Keşan'dan Yüksekova'ya, Hayrat'tan İskenderun'a her türlü afet ve felakette yardıma koşan ve hatta tüm dünyada bayrağımızı gururla taşıyan ve tanıtan, böylesine tarihi ve köklü bir kuruluşu şirket gibi ya da küçük bir ahbap grubunun kontörlünde olan bir dernek gibi yönetmeye kimsenin hakkı yoktur. Her derde deva, her yerde hazır ve nazır olan koskoca Türk Kızılay’ı, Kızılay Gayrimenkul Yatırım Ortaklığının kurulmasıyla iktisadi ve kâr amacı güden değişimlerle şirketleşmekte, yöneticilere ballı maaşlar bağlanmakta ve yine benzer uygulamalarla vergi vermekten kaçınmaya aracılık eden bir taşerona döndürülmüştür. Kızılay'ın, günümüzde geldiği noktayı bir vatandaşımızın deyimiyle özetlemek gerekirse "Kızılay amblemli maskeleri keşke her yerde görebilseydik." ama ne gezer. Doğal afet deyince akıllarına sadece deprem ve sel basması gelen Kızılay’ın tüzüğünü bile okumamış idarecilerle "Hızır" olan Kızılay'ın şimdi nerede olduğu bilen varsa açıklasın. Elazığ depreminde sıcak insan bedenlerinin beton bloklar arasında ezildiği saatlerde para toplama derdine düşerek kamuoyuna "SMS atın." diyen bir Başkanla, geçmiş dönemlerde Kızılay'ın yerine geçmeye çalışan derneklerden devşirilen yönetici ve amirlerle mi Kızılay "Hızır" olacaktır? 

Korona ile mücadele sürecinde bilindiği üzere bir ekonomik istikrar paketi açıklandı. Bu pakette açıklanan destekler birçok sektörde yetersizdir. Avrupa Birliği ülkelerinde korana mücadelesi kapsamında açıklanan ekonomik paketlerde teşvik ve yardımlar millî gelirin yüzde 10'unun üzerinde bir oranla yer tutarken, bizim pakette millî gelire oranı sadece yüzde 2 seviyelerindedir. 30 Martta Sayın Cumhurbaşkanımız, verdiği hesap numaralarına bağış yapılması çağrısında bulunmuştur. Bu tür bağış kampanyaları tabii ki zor dönemlerde yapılır ancak kriz dönemlerinde devletin kendini güçlü göstermesi de çok ama çok önemlidir. Aslında Türk Kızılay’ının yapması gereken bu kampanyayı Cumhurbaşkanı bizzat kendi yapmaktadır.
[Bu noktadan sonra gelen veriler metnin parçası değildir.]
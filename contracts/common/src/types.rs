//! Data model shared by the core, strategies and off-chain tooling.

use soroban_sdk::{contracttype, Address, BytesN, String, Symbol, Val, Vec};

// ── Action lifecycle ─────────────────────────────────────────────────────────

/// Derived lifecycle state of an action.
///
/// ```text
/// Active ──► Approved ──► Queued ──► Executed
///   │                       │  │
///   └──► Failed             │  └──► Expired
///                           └──► Failed   (disapproved)
///
/// Canceled: reachable from Active / Approved / Queued
/// ```
///
/// Only `executed`, `canceled` and `min_execution_time` are stored; every
/// other state is re-derived from the tallies, the strategy and the clock.
#[contracttype]
#[derive(Clone, Copy, Debug, Eq, PartialEq)]
#[repr(u32)]
pub enum ActionState {
    Active = 0,
    Canceled = 1,
    Failed = 2,
    Approved = 3,
    Queued = 4,
    Expired = 5,
    Executed = 6,
}

impl ActionState {
    /// `Executed` and `Canceled` are permanent.
    pub fn is_terminal(&self) -> bool {
        matches!(self, ActionState::Executed | ActionState::Canceled)
    }
}

/// The call an action performs: a function selector on the target and its
/// arguments.
#[contracttype]
#[derive(Clone, Debug, Eq, PartialEq)]
pub struct CallData {
    pub selector: Symbol,
    pub args: Vec<Val>,
}

/// Caller-supplied description of an action.
///
/// Only `keccak256(XDR(ActionInfo))` is stored; callers reproduce the exact
/// tuple on every subsequent call.
#[contracttype]
#[derive(Clone, Debug, Eq, PartialEq)]
pub struct ActionInfo {
    pub id: u64,
    pub creator: Address,
    pub strategy: Address,
    pub target: Address,
    /// Amount of the instance's native token forwarded with the call.
    pub value: i128,
    pub data: CallData,
}

/// The stored per-action record.
#[contracttype]
#[derive(Clone, Debug, Eq, PartialEq)]
pub struct Action {
    pub info_hash: BytesN<32>,
    /// Ledger timestamp at creation; anchors every role snapshot.
    pub creation_time: u64,
    /// Zero until queued, then fixed.
    pub min_execution_time: u64,
    pub total_approvals: u128,
    pub total_disapprovals: u128,
    pub executed: bool,
    pub canceled: bool,
}

/// One call planned by an authorised script and performed by the core in
/// its own context.
#[contracttype]
#[derive(Clone, Debug, Eq, PartialEq)]
pub struct ScriptCall {
    pub target: Address,
    pub value: i128,
    pub data: CallData,
}

/// Preimage of a permission id.
#[contracttype]
#[derive(Clone, Debug, Eq, PartialEq)]
pub struct PermissionData {
    pub target: Address,
    pub selector: Symbol,
    pub strategy: Address,
}

// ── Strategy configuration ───────────────────────────────────────────────────

/// Percentage quorum against the role supply snapshotted at creation.
///
/// A `min_disapproval_pct` above 10 000 bps disables disapprovals.
#[contracttype]
#[derive(Clone, Debug, Eq, PartialEq)]
pub struct RelativeQuorum {
    pub min_approval_pct: u32,
    pub min_disapproval_pct: u32,
}

/// Fixed-quantity quorum. `min_disapprovals == u128::MAX` disables
/// disapprovals; with `peer_review` the creator may not cast.
#[contracttype]
#[derive(Clone, Debug, Eq, PartialEq)]
pub struct AbsoluteQuorum {
    pub min_approvals: u128,
    pub min_disapprovals: u128,
    pub peer_review: bool,
}

#[contracttype]
#[derive(Clone, Debug, Eq, PartialEq)]
pub enum QuorumRule {
    Relative(RelativeQuorum),
    Absolute(AbsoluteQuorum),
}

/// Immutable configuration of one deployed strategy instance.
#[contracttype]
#[derive(Clone, Debug, Eq, PartialEq)]
pub struct StrategyConfig {
    /// Seconds after creation during which approvals may be cast.
    pub approval_period: u64,
    /// Timelock between queuing and earliest execution.
    pub queuing_period: u64,
    /// Seconds after `min_execution_time` before a queued action expires.
    pub expiration_period: u64,
    /// When false, the approval window closes as soon as quorum is reached.
    pub fixed_length_approval_period: bool,
    pub approval_role: u32,
    pub disapproval_role: u32,
    pub force_approval_roles: Vec<u32>,
    pub force_disapproval_roles: Vec<u32>,
    pub quorum: QuorumRule,
}

// ── Signed payloads ──────────────────────────────────────────────────────────

/// Binds a signature to one core deployment on one network.
#[contracttype]
#[derive(Clone, Debug, Eq, PartialEq)]
pub struct SigningDomain {
    pub core: Address,
    pub network_id: BytesN<32>,
}

#[contracttype]
#[derive(Clone, Debug, Eq, PartialEq)]
pub struct CreateActionRequest {
    pub policyholder: Address,
    pub role: u32,
    pub strategy: Address,
    pub target: Address,
    pub value: i128,
    pub data: CallData,
    pub description: String,
}

#[contracttype]
#[derive(Clone, Debug, Eq, PartialEq)]
pub struct CastRequest {
    pub policyholder: Address,
    pub role: u32,
    pub info: ActionInfo,
    pub reason: String,
}

#[contracttype]
#[derive(Clone, Debug, Eq, PartialEq)]
pub enum SignedBody {
    CreateAction(CreateActionRequest),
    CastApproval(CastRequest),
    CastDisapproval(CastRequest),
}

/// The structure whose SHA-256 over XDR is signed by a policyholder.
#[contracttype]
#[derive(Clone, Debug, Eq, PartialEq)]
pub struct SignedPayload {
    pub domain: SigningDomain,
    pub nonce: u64,
    pub body: SignedBody,
}
//! lzip member trailer: 20 bytes of `data_crc`, `data_size`, `member_size`.

use rlzip_core::error::{Error, Result};
use std::io::{Read, Write};

/// Size of the trailer in bytes.
pub const TRAILER_SIZE: usize = 20;

/// A parsed lzip member trailer (§6): the CRC-32 of the decompressed data,
/// the decompressed size, and the total size of the member (header, payload,
/// and this trailer).
#[derive(Debug, Clone, Copy, PartialEq, Eq)]
pub struct LzipTrailer {
    /// CRC-32 of the decompressed data.
    pub data_crc: u32,
    /// Size of the decompressed data, in bytes.
    pub data_size: u64,
    /// Total size of the member, including header and this trailer.
    pub member_size: u64,
}

impl LzipTrailer {
    /// Write the 20-byte trailer.
    pub fn write<W: Write>(&self, writer: &mut W) -> Result<()> {
        writer.write_all(&self.data_crc.to_le_bytes())?;
        writer.write_all(&self.data_size.to_le_bytes())?;
        writer.write_all(&self.member_size.to_le_bytes())?;
        Ok(())
    }

    /// Read a 20-byte trailer.
    pub fn read<R: Read>(reader: &mut R) -> Result<Self> {
        let mut buf = [0u8; TRAILER_SIZE];
        reader.read_exact(&mut buf)?;

        Ok(Self {
            data_crc: u32::from_le_bytes(buf[0..4].try_into().unwrap()),
            data_size: u64::from_le_bytes(buf[4..12].try_into().unwrap()),
            member_size: u64::from_le_bytes(buf[12..20].try_into().unwrap()),
        })
    }

    /// Check this trailer against the data actually produced while decoding
    /// a member, returning a [`Error::DataError`] describing the first
    /// mismatch found.
    pub fn verify(&self, data_crc: u32, data_size: u64, member_size: u64) -> Result<()> {
        if self.data_crc != data_crc {
            return Err(Error::data_error(format!(
                "crc mismatch: trailer says {:#010x}, data hashes to {:#010x}",
                self.data_crc, data_crc
            )));
        }
        if self.data_size != data_size {
            return Err(Error::data_error(format!(
                "data size mismatch: trailer says {}, decoded {}",
                self.data_size, data_size
            )));
        }
        if self.member_size != member_size {
            return Err(Error::data_error(format!(
                "member size mismatch: trailer says {}, member was {} bytes",
                self.member_size, member_size
            )));
        }
        Ok(())
    }
}

#[cfg(test)]
mod tests {
    use super::*;
    use std::io::Cursor;

    #[test]
    fn test_trailer_roundtrip() {
        let trailer = LzipTrailer {
            data_crc: 0xC63B_4682,
            data_size: 6,
            member_size: 32,
        };
        let mut buf = Vec::new();
        trailer.write(&mut buf).unwrap();
        assert_eq!(buf.len(), TRAILER_SIZE);

        let read_back = LzipTrailer::read(&mut Cursor::new(buf)).unwrap();
        assert_eq!(read_back, trailer);
    }

    #[test]
    fn test_verify_detects_crc_mismatch() {
        let trailer = LzipTrailer {
            data_crc: 1,
            data_size: 6,
            member_size: 32,
        };
        let err = trailer.verify(2, 6, 32).unwrap_err();
        assert!(matches!(err, Error::DataError { .. }));
    }

    #[test]
    fn test_verify_detects_size_mismatch() {
        let trailer = LzipTrailer {
            data_crc: 1,
            data_size: 6,
            member_size: 32,
        };
        assert!(trailer.verify(1, 7, 32).is_err());
        assert!(trailer.verify(1, 6, 33).is_err());
        assert!(trailer.verify(1, 6, 32).is_ok());
    }
}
Kızılay, maalesef "şartlı bağışlar" adı altında toplanan paraları başkaca vakıf ve derneklere aktardığı için vatandaş nezdindeki güvenilirliğini büyük ölçüde yitirmiştir. Bu noktada da şu soru akla geliyor: Böyle bir kampanyanın Kızılay üzerinden yapılmasıyla toplanan bağış miktarının istenen seviyenin çok altında kalacağı düşüncesinden dolayı mıdır ki bu bağış kampanyasında Kızılay’a görev verilmemiştir? Değerli milletvekilleri, bugünlerde koronavirüs dolayısıyla aşta, maskede ve Sağlık Bakanlığımızca sınırlarda kurulan sahra hastanelerinde yaşanan olumsuzluklar maalesef Kızılay’ın bugünkü yöneticilerinin omuzlarındadır. Türkiye, yeniden Kızılay şube ağlarıyla örülmeli, Kızılay üye ve gönüllülerini tekrar Kızılay çatısı altında seferber etmelidir.